Assigned task: Scan the records for "retries" and copy each line that contains it.

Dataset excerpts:

====

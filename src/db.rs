// Copyright (c) 2025-2026 Adrian Robinson. Licensed under the AGPL-3.0.
// See LICENSE file in the project root for full license text.

//! SQLite persistence shared by the truth store and the node registry.
//!
//! Both stores live in one database file so a single WAL covers them.
//! Every mutation is awaited to commit before the calling operation returns;
//! there is no write-behind cache.
//!
//! # SQLite Busy Handling
//!
//! SQLite can return SQLITE_BUSY/SQLITE_LOCKED when the database is
//! contended. Statements go through [`execute_with_retry`], which retries
//! with capped exponential backoff before giving up.
//!
//! # Timestamps
//!
//! Timestamps are stored as INTEGER milliseconds since the Unix epoch.

use crate::config::StoreConfig;
use crate::error::{ReplicationError, Result};
use chrono::{DateTime, Utc};
use sqlx::sqlite::{
    SqliteConnectOptions, SqliteJournalMode, SqlitePool, SqlitePoolOptions, SqliteSynchronous,
};
use std::str::FromStr;
use std::time::Duration;
use tracing::{debug, info, warn};

/// Configuration for SQLite busy retry behavior
const SQLITE_RETRY_MAX_ATTEMPTS: u32 = 5;
const SQLITE_RETRY_BASE_DELAY_MS: u64 = 10;
const SQLITE_RETRY_MAX_DELAY_MS: u64 = 500;

const SCHEMA: &[&str] = &[
    r#"
    CREATE TABLE IF NOT EXISTS truths (
        id INTEGER PRIMARY KEY AUTOINCREMENT,
        content TEXT NOT NULL,
        content_hash TEXT NOT NULL,
        source TEXT,
        topics TEXT NOT NULL,
        created_at INTEGER NOT NULL
    )
    "#,
    "CREATE INDEX IF NOT EXISTS idx_truths_content_hash ON truths (content_hash)",
    "CREATE INDEX IF NOT EXISTS idx_truths_created_at ON truths (created_at, id)",
    r#"
    CREATE TABLE IF NOT EXISTS nodes (
        id INTEGER PRIMARY KEY AUTOINCREMENT,
        name TEXT NOT NULL,
        endpoint TEXT NOT NULL UNIQUE,
        api_key TEXT NOT NULL,
        status TEXT NOT NULL,
        last_sync INTEGER,
        created_at INTEGER NOT NULL
    )
    "#,
];

/// Check if an error is a retryable SQLite busy/locked error
fn is_sqlite_busy_error(e: &sqlx::Error) -> bool {
    match e {
        sqlx::Error::Database(db_err) => {
            // SQLite error codes: SQLITE_BUSY = 5, SQLITE_LOCKED = 6
            if let Some(code) = db_err.code() {
                return code == "5" || code == "6";
            }
            let msg = db_err.message().to_lowercase();
            msg.contains("database is locked") || msg.contains("database is busy")
        }
        _ => false,
    }
}

/// Execute a database operation with retry on SQLITE_BUSY/SQLITE_LOCKED
pub(crate) async fn execute_with_retry<F, Fut, T>(
    operation_name: &str,
    mut f: F,
) -> std::result::Result<T, sqlx::Error>
where
    F: FnMut() -> Fut,
    Fut: std::future::Future<Output = std::result::Result<T, sqlx::Error>>,
{
    let mut attempts = 0;
    let mut delay_ms = SQLITE_RETRY_BASE_DELAY_MS;

    loop {
        attempts += 1;
        match f().await {
            Ok(result) => {
                if attempts > 1 {
                    debug!(
                        operation = operation_name,
                        attempts,
                        "SQLite operation succeeded after retry"
                    );
                }
                return Ok(result);
            }
            Err(e) if is_sqlite_busy_error(&e) && attempts < SQLITE_RETRY_MAX_ATTEMPTS => {
                warn!(
                    operation = operation_name,
                    attempts,
                    max_attempts = SQLITE_RETRY_MAX_ATTEMPTS,
                    delay_ms,
                    "SQLite busy, retrying"
                );
                crate::metrics::record_store_retry(operation_name);
                tokio::time::sleep(Duration::from_millis(delay_ms)).await;
                delay_ms = (delay_ms * 2).min(SQLITE_RETRY_MAX_DELAY_MS);
            }
            Err(e) => {
                if is_sqlite_busy_error(&e) {
                    warn!(
                        operation = operation_name,
                        attempts,
                        "SQLite busy, max retries exceeded"
                    );
                }
                return Err(e);
            }
        }
    }
}

/// Current time truncated to the stored millisecond precision.
pub(crate) fn now_millis() -> i64 {
    Utc::now().timestamp_millis()
}

/// Convert a stored millisecond timestamp back to `DateTime<Utc>`.
pub(crate) fn from_millis(millis: i64) -> Result<DateTime<Utc>> {
    DateTime::from_timestamp_millis(millis)
        .ok_or_else(|| ReplicationError::Internal(format!("Invalid stored timestamp: {}", millis)))
}

/// Owner of the SQLite pool.
///
/// Cheap to clone; clones share the pool.
#[derive(Clone)]
pub struct Database {
    pool: SqlitePool,
    path: String,
}

impl Database {
    /// Open (creating if missing) the database described by `config` and
    /// apply the schema.
    pub async fn open(config: &StoreConfig) -> Result<Self> {
        info!(path = %config.sqlite_path, "Opening truth database");

        let pool = if config.is_in_memory() {
            let options = SqliteConnectOptions::from_str("sqlite::memory:")
                .map_err(|e| ReplicationError::Config(format!("Invalid SQLite path: {}", e)))?;
            // One long-lived connection: an in-memory database dies with its connection.
            SqlitePoolOptions::new()
                .max_connections(1)
                .min_connections(1)
                .idle_timeout(None)
                .max_lifetime(None)
                .connect_with(options)
                .await?
        } else {
            let journal_mode = if config.wal_mode {
                SqliteJournalMode::Wal
            } else {
                SqliteJournalMode::Delete
            };
            let options =
                SqliteConnectOptions::from_str(&format!("sqlite://{}?mode=rwc", config.sqlite_path))
                    .map_err(|e| ReplicationError::Config(format!("Invalid SQLite path: {}", e)))?
                    .journal_mode(journal_mode)
                    .synchronous(SqliteSynchronous::Full)
                    .busy_timeout(Duration::from_secs(5))
                    .create_if_missing(true);
            SqlitePoolOptions::new()
                .max_connections(4)
                .connect_with(options)
                .await?
        };

        for statement in SCHEMA {
            sqlx::query(statement).execute(&pool).await?;
        }

        Ok(Self {
            pool,
            path: config.sqlite_path.clone(),
        })
    }

    /// Open a private in-memory database.
    pub async fn in_memory() -> Result<Self> {
        Self::open(&StoreConfig::in_memory()).await
    }

    pub(crate) fn pool(&self) -> &SqlitePool {
        &self.pool
    }

    /// Get database path (for diagnostics).
    pub fn path(&self) -> &str {
        &self.path
    }

    /// Force flush WAL to main database (for clean shutdown).
    pub async fn checkpoint(&self) -> Result<()> {
        let pool = &self.pool;

        execute_with_retry("wal_checkpoint", || async {
            sqlx::query("PRAGMA wal_checkpoint(TRUNCATE)")
                .execute(pool)
                .await
        })
        .await?;

        debug!("WAL checkpoint complete");
        Ok(())
    }

    /// Checkpoint and close the pool.
    pub async fn close(&self) {
        if let Err(e) = self.checkpoint().await {
            warn!(error = %e, "Failed to checkpoint WAL on close");
        }
        self.pool.close().await;
        info!("Truth database closed");
    }
}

====

Reply to the exercise:
//! contended. Statements go through [`execute_with_retry`], which retries
                        "SQLite busy, max retries exceeded"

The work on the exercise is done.